Supreme Judicial Court of Massachusetts. Suffolk
Apr 8, 1901
60 N.E. 2 (Mass. 1901)

Opinion

November 15, 1900.

April 8, 1901.

Present: HOLMES, C.J., KNOWLTON, BARKER, HAMMOND, LORING, JJ.

In an action by a lineman in the Boston fire alarm department against an electric lighting company, to recover for injuries caused by a wire of the defendant upon a pole of the defendant which the plaintiff was climbing for the purpose of repairing a fire alarm wire, it appeared, that the pole was in a reservoir lot placed there by the defendant with the permission of the water department of Boston, that the lower cross bar on the pole was used for the wires of the defendant and the upper cross bar belonged to the city of Boston and had two fire alarm wires attached to it. The evidence tended to show, that there was a general interchangeable use by the defendant and the fire alarm department each of the poles and fixtures of the other, that in every case the party desiring to make use of a pole of the other not in a public street would apply for a permit and that nothing ever was paid by either party to the other for such permit or use.
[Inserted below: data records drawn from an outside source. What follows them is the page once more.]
//! The small SQL surface the memory engine understands.
//!
//! Statements are classified by their leading keywords. Parameters are
//! described from `cast(? as <type>)` markers; a bare `?` is a VARCHAR(255).
//! A select whose items are all casts is a loopback: each output column
//! echoes its parameter or literal.

use super::cell::Cell;
use super::metadata::FieldSpec;
use crate::error::{Error, Result};
use crate::protocol::constants::*;
use crate::protocol::types::SqlType;

const BARE_PARAMETER_LENGTH: u32 = 255;

/// Source of a loopback output column.
#[derive(Debug, Clone, PartialEq)]
pub enum Source {
    Parameter(usize),
    Literal(Cell),
}

/// A statement as the memory engine parsed it.
#[derive(Debug, Clone)]
pub struct ParsedStatement {
    pub statement_type: u32,
    pub inputs: Vec<FieldSpec>,
    pub outputs: Vec<(FieldSpec, Source)>,
}

fn dsql_error(message: impl AsRef<str>) -> Error {
    Error::engine(
        vec![ISC_DSQL_ERROR],
        format!("Dynamic SQL Error\n-SQL error code = -104\n-{}", message.as_ref()),
    )
}

/// Lowercase, collapse whitespace outside quotes and drop a trailing `;`.
pub fn normalize(sql: &str) -> String {
    let mut out = String::with_capacity(sql.len());
    let mut in_quote = false;
    let mut pending_space = false;
    for c in sql.trim().trim_end_matches(';').trim_end().chars() {
        if c == '\'' {
            in_quote = !in_quote;
        }
        if !in_quote && c.is_whitespace() {
            pending_space = true;
            continue;
        }
        if pending_space && !out.is_empty() {
            out.push(' ');
        }
        pending_space = false;
        if in_quote {
            out.push(c);
        } else {
            out.extend(c.to_lowercase());
        }
    }
    out
}

fn starts_with_words(sql: &str, words: &str) -> bool {
    sql == words || sql.starts_with(&format!("{} ", words)) || sql.starts_with(&format!("{}(", words))
}

/// Statement kind from the leading keywords of normalized SQL.
pub fn classify(sql: &str) -> Result<u32> {
    let kind = if starts_with_words(sql, "select") || starts_with_words(sql, "with") {
        if sql.contains(" for update") || sql.contains(" with lock") {
            STMT_SELECT_FOR_UPD
        } else {
            STMT_SELECT
        }
    } else if starts_with_words(sql, "update or insert") || starts_with_words(sql, "insert") {
        STMT_INSERT
    } else if starts_with_words(sql, "update") || starts_with_words(sql, "merge") {
        STMT_UPDATE
    } else if starts_with_words(sql, "delete") {
        STMT_DELETE
    } else if ["create", "alter", "drop", "recreate", "comment", "grant", "revoke", "declare"]
        .iter()
        .any(|w| starts_with_words(sql, w))
    {
        STMT_DDL
    } else if starts_with_words(sql, "execute procedure") || starts_with_words(sql, "execute block") {
        STMT_EXEC_PROCEDURE
    } else if starts_with_words(sql, "set transaction") {
        STMT_START_TRANS
    } else if starts_with_words(sql, "commit") {
        STMT_COMMIT
    } else if starts_with_words(sql, "rollback to") {
        STMT_SAVEPOINT
    } else if starts_with_words(sql, "rollback") {
        STMT_ROLLBACK
    } else if starts_with_words(sql, "savepoint") || starts_with_words(sql, "release savepoint") {
        STMT_SAVEPOINT
    } else if starts_with_words(sql, "set generator") || starts_with_words(sql, "set sequence") {
        STMT_SET_GENERATOR
    } else if starts_with_words(sql, "get segment") {
        STMT_GET_SEGMENT
    } else if starts_with_words(sql, "put segment") {
        STMT_PUT_SEGMENT
    } else {
        let token = sql.split_whitespace().next().unwrap_or("");
        return Err(dsql_error(format!("Token unknown - {}", token)));
    };
    Ok(kind)
}

/// Index of the `)` closing the group opened just before `text`.
fn closing_paren(text: &str) -> Option<usize> {
    let mut depth = 0usize;
    let mut in_quote = false;
    for (i, c) in text.char_indices() {
        match c {
            '\'' => in_quote = !in_quote,
            '(' if !in_quote => depth += 1,
            ')' if !in_quote => {
                if depth == 0 {
                    return Some(i);
                }
                depth -= 1;
            }
            _ => {}
        }
    }
    None
}

/// Split at top-level commas.
fn split_top_level(text: &str) -> Vec<&str> {
    let mut items = Vec::new();
    let mut depth = 0usize;
    let mut in_quote = false;
    let mut start = 0;
    for (i, c) in text.char_indices() {
        match c {
            '\'' => in_quote = !in_quote,
            '(' if !in_quote => depth += 1,
            ')' if !in_quote => depth = depth.saturating_sub(1),
            ',' if !in_quote && depth == 0 => {
                items.push(text[start..i].trim());
                start = i + 1;
            }
            _ => {}
        }
    }
    items.push(text[start..].trim());
    items
}

/// Byte position of a top-level ` from ` keyword.
fn find_from(text: &str) -> Option<usize> {
    let mut depth = 0usize;
    let mut in_quote = false;
    for (i, c) in text.char_indices() {
        match c {
            '\'' => in_quote = !in_quote,
            '(' if !in_quote => depth += 1,
            ')' if !in_quote => depth = depth.saturating_sub(1),
            ' ' if !in_quote && depth == 0 && text[i..].starts_with(" from ") => return Some(i),
            _ => {}
        }
    }
    None
}

/// Describe every parameter marker in statement order.
fn parse_parameters(sql: &str) -> Result<Vec<FieldSpec>> {
    let mut inputs = Vec::new();
    let mut in_quote = false;
    for (i, c) in sql.char_indices() {
        match c {
            '\'' => in_quote = !in_quote,
            '?' if !in_quote => {
                let before = sql[..i].trim_end();
                let after = sql[i + 1..].trim_start();
                let spec = match (before.strip_suffix('('), after.strip_prefix("as ")) {
                    (Some(head), Some(rest)) if head.trim_end().ends_with("cast") => {
                        let end = closing_paren(rest)
                            .ok_or_else(|| dsql_error("Unexpected end of command"))?;
                        parse_type(&rest[..end])?
                    }
                    _ => FieldSpec::new(SqlType::Varying).with_length(BARE_PARAMETER_LENGTH),
                };
                inputs.push(spec);
            }
            _ => {}
        }
    }
    Ok(inputs)
}

/// Parse a cast target type.
pub fn parse_type(text: &str) -> Result<FieldSpec> {
    let mut text = text.trim().to_string();
    for suffix in [" character set ", " collate "] {
        if let Some(pos) = text.find(suffix) {
            text.truncate(pos);
        }
    }
    let (name, args) = match text.find('(') {
        Some(open) => {
            let close = text.rfind(')').ok_or_else(|| dsql_error("Unexpected end of command"))?;
            let args = text[open + 1..close]
                .split(',')
                .map(|a| a.trim().parse::<u32>())
                .collect::<std::result::Result<Vec<_>, _>>()
                .map_err(|_| dsql_error(format!("Token unknown - {}", text)))?;
            (text[..open].trim().to_string(), args)
        }
        None => (text.clone(), Vec::new()),
    };

    let spec = match (name.as_str(), args.as_slice()) {
        ("boolean", []) => FieldSpec::new(SqlType::Boolean),
        ("smallint", []) => FieldSpec::new(SqlType::Short),
        ("integer" | "int", []) => FieldSpec::new(SqlType::Long),
        ("bigint", []) => FieldSpec::new(SqlType::Int64),
        ("int128", []) => FieldSpec::new(SqlType::Int128),
        ("float" | "real", []) => FieldSpec::new(SqlType::Float),
        ("double precision", []) => FieldSpec::new(SqlType::Double),
        ("decfloat", []) | ("decfloat", [34]) => FieldSpec::new(SqlType::Dec34),
        ("decfloat", [16]) => FieldSpec::new(SqlType::Dec16),
        ("numeric" | "decimal", []) => FieldSpec::new(SqlType::Long),
        ("numeric" | "decimal", [precision]) => numeric(&name, *precision, 0)?,
        ("numeric" | "decimal", [precision, scale]) => numeric(&name, *precision, *scale)?,
        ("date", []) => FieldSpec::new(SqlType::Date),
        ("time" | "time without time zone", []) => FieldSpec::new(SqlType::Time),
        ("timestamp" | "timestamp without time zone", []) => FieldSpec::new(SqlType::Timestamp),
        ("time with time zone", []) => FieldSpec::new(SqlType::TimeTz),
        ("timestamp with time zone", []) => FieldSpec::new(SqlType::TimestampTz),
        ("char" | "character", []) => FieldSpec::new(SqlType::Text).with_length(1),
        ("char" | "character", [length]) => FieldSpec::new(SqlType::Text).with_length(*length),
        ("varchar" | "character varying" | "char varying", [length]) => {
            FieldSpec::new(SqlType::Varying).with_length(*length)
        }
        ("blob" | "blob sub_type text" | "blob sub_type 1" | "blob sub_type binary" | "blob sub_type 0", []) => {
            FieldSpec::new(SqlType::Blob)
        }
        _ => return Err(dsql_error(format!("Data type unknown - {}", text))),
    };
    Ok(spec)
}

fn numeric(name: &str, precision: u32, scale: u32) -> Result<FieldSpec> {
    if !(1..=38).contains(&precision) || scale > precision {
        return Err(dsql_error(format!(
            "Precision must be from 1 to 38 and scale not above it - {}({},{})",
            name, precision, scale
        )));
    }
    let sql_type = match precision {
        1..=4 if name == "numeric" => SqlType::Short,
        1..=9 => SqlType::Long,
        10..=18 => SqlType::Int64,
        _ => SqlType::Int128,
    };
    Ok(FieldSpec::new(sql_type).with_scale(-(scale as i32)))
}

/// Parse a literal cast operand.
fn parse_literal(text: &str) -> Result<Cell> {
    let text = text.trim();
    if text == "null" {
        return Ok(Cell::Null);
    }
    if let Some(inner) = text.strip_prefix('\'').and_then(|t| t.strip_suffix('\'')) {
        return Ok(Cell::Text(inner.replace("''", "'")));
    }
    if text == "true" || text == "false" {
        return Ok(Cell::Bool(text == "true"));
    }
    if !text.is_empty() && text.bytes().all(|b| b.is_ascii_digit() || b"+-.e".contains(&b)) {
        return Ok(Cell::Text(text.to_string()));
    }
    Err(dsql_error(format!("Token unknown - {}", text)))
}

/// Parse one `cast(<operand> as <type>) [[as] alias]` select item.
fn parse_select_item(item: &str, next_parameter: &mut usize) -> Result<(FieldSpec, Source)> {
    let unsupported = || dsql_error(format!("Column expression not supported - {}", item));
    let body = item
        .strip_prefix("cast")
        .map(str::trim_start)
        .and_then(|rest| rest.strip_prefix('('))
        .ok_or_else(unsupported)?;
    let close = closing_paren(body).ok_or_else(unsupported)?;
    let (operand, target) = body[..close].split_once(" as ").ok_or_else(unsupported)?;

    let source = if operand.trim() == "?" {
        let index = *next_parameter;
        *next_parameter += 1;
        Source::Parameter(index)
    } else {
        Source::Literal(parse_literal(operand)?)
    };

    let rest = body[close + 1..].trim();
    let alias = rest.strip_prefix("as ").unwrap_or(rest).trim();
    let alias = if alias.is_empty() {
        "CAST".to_string()
    } else {
        alias.trim_matches('"').to_uppercase()
    };
    let spec = parse_type(target)?.with_field("CAST").with_alias(alias);
    Ok((spec, source))
}

/// Parse normalized SQL.
pub fn parse(sql: &str) -> Result<ParsedStatement> {
    let statement_type = classify(sql)?;
    let inputs = parse_parameters(sql)?;
    let mut outputs = Vec::new();

    if statement_type == STMT_SELECT || statement_type == STMT_SELECT_FOR_UPD {
        let projection = sql
            .strip_prefix("select")
            .map(str::trim_start)
            .ok_or_else(|| dsql_error("Token unknown - with"))?;
        let from = find_from(projection).ok_or_else(|| dsql_error("Unexpected end of command"))?;
        let source = projection[from..].trim_start();
        let table = source
            .strip_prefix("from ")
            .and_then(|s| s.split_whitespace().next())
            .unwrap_or("");
        if table != "rdb$database" {
            return Err(Error::engine(
                vec![ISC_DSQL_ERROR, ISC_DSQL_TABLE_UNKNOWN],
                format!("Dynamic SQL Error\n-SQL error code = -204\n-Table unknown\n-{}", table.to_uppercase()),
            ));
        }
        let mut next_parameter = 0;
        for item in split_top_level(&projection[..from]) {
            outputs.push(parse_select_item(item, &mut next_parameter)?);
        }
    }

    Ok(ParsedStatement {
        statement_type,
        inputs,
        outputs,
    })
}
It did not appear to what extent, if any, applications by either party to the other were refused, save that the city had in some cases imposed restrictions. Except as above there was no evidence of any contract or agreement between the city and the defendant as to the interchangeable use above mentioned or as to this particular pole. Held, that a jury would be warranted in finding that there was a general understanding and agreement between the parties that each should use the poles of the other and that the permits from time to time were granted in pursuance of such an agreement, and, if so, the plaintiff in going upon the pole was not a mere licensee, but the defendant was bound to use reasonable care for the protection of those members of the fire alarm department who had occasion to go upon the pole. Held, also, that whether the defendant was negligent as against the plaintiff, and whether the plaintiff was in the exercise of due care or assumed the risks, were questions for the jury.

Whether a violation of the provisions of St. 1890, c. 404, § 1, by insufficient insulation of an electric wire at the point of attachment to its support, gives a person injured by such wire a right of action by virtue of the statute, quœre.

TORT by a lineman in the Boston fire alarm department to recover for personal injuries alleged to have been caused by his receiving a shock from an electric light wire belonging to and controlled by the defendant upon a pole of the defendant which the plaintiff was climbing for the purpose of repairing a fire alarm wire. Writ dated July 15, 1898.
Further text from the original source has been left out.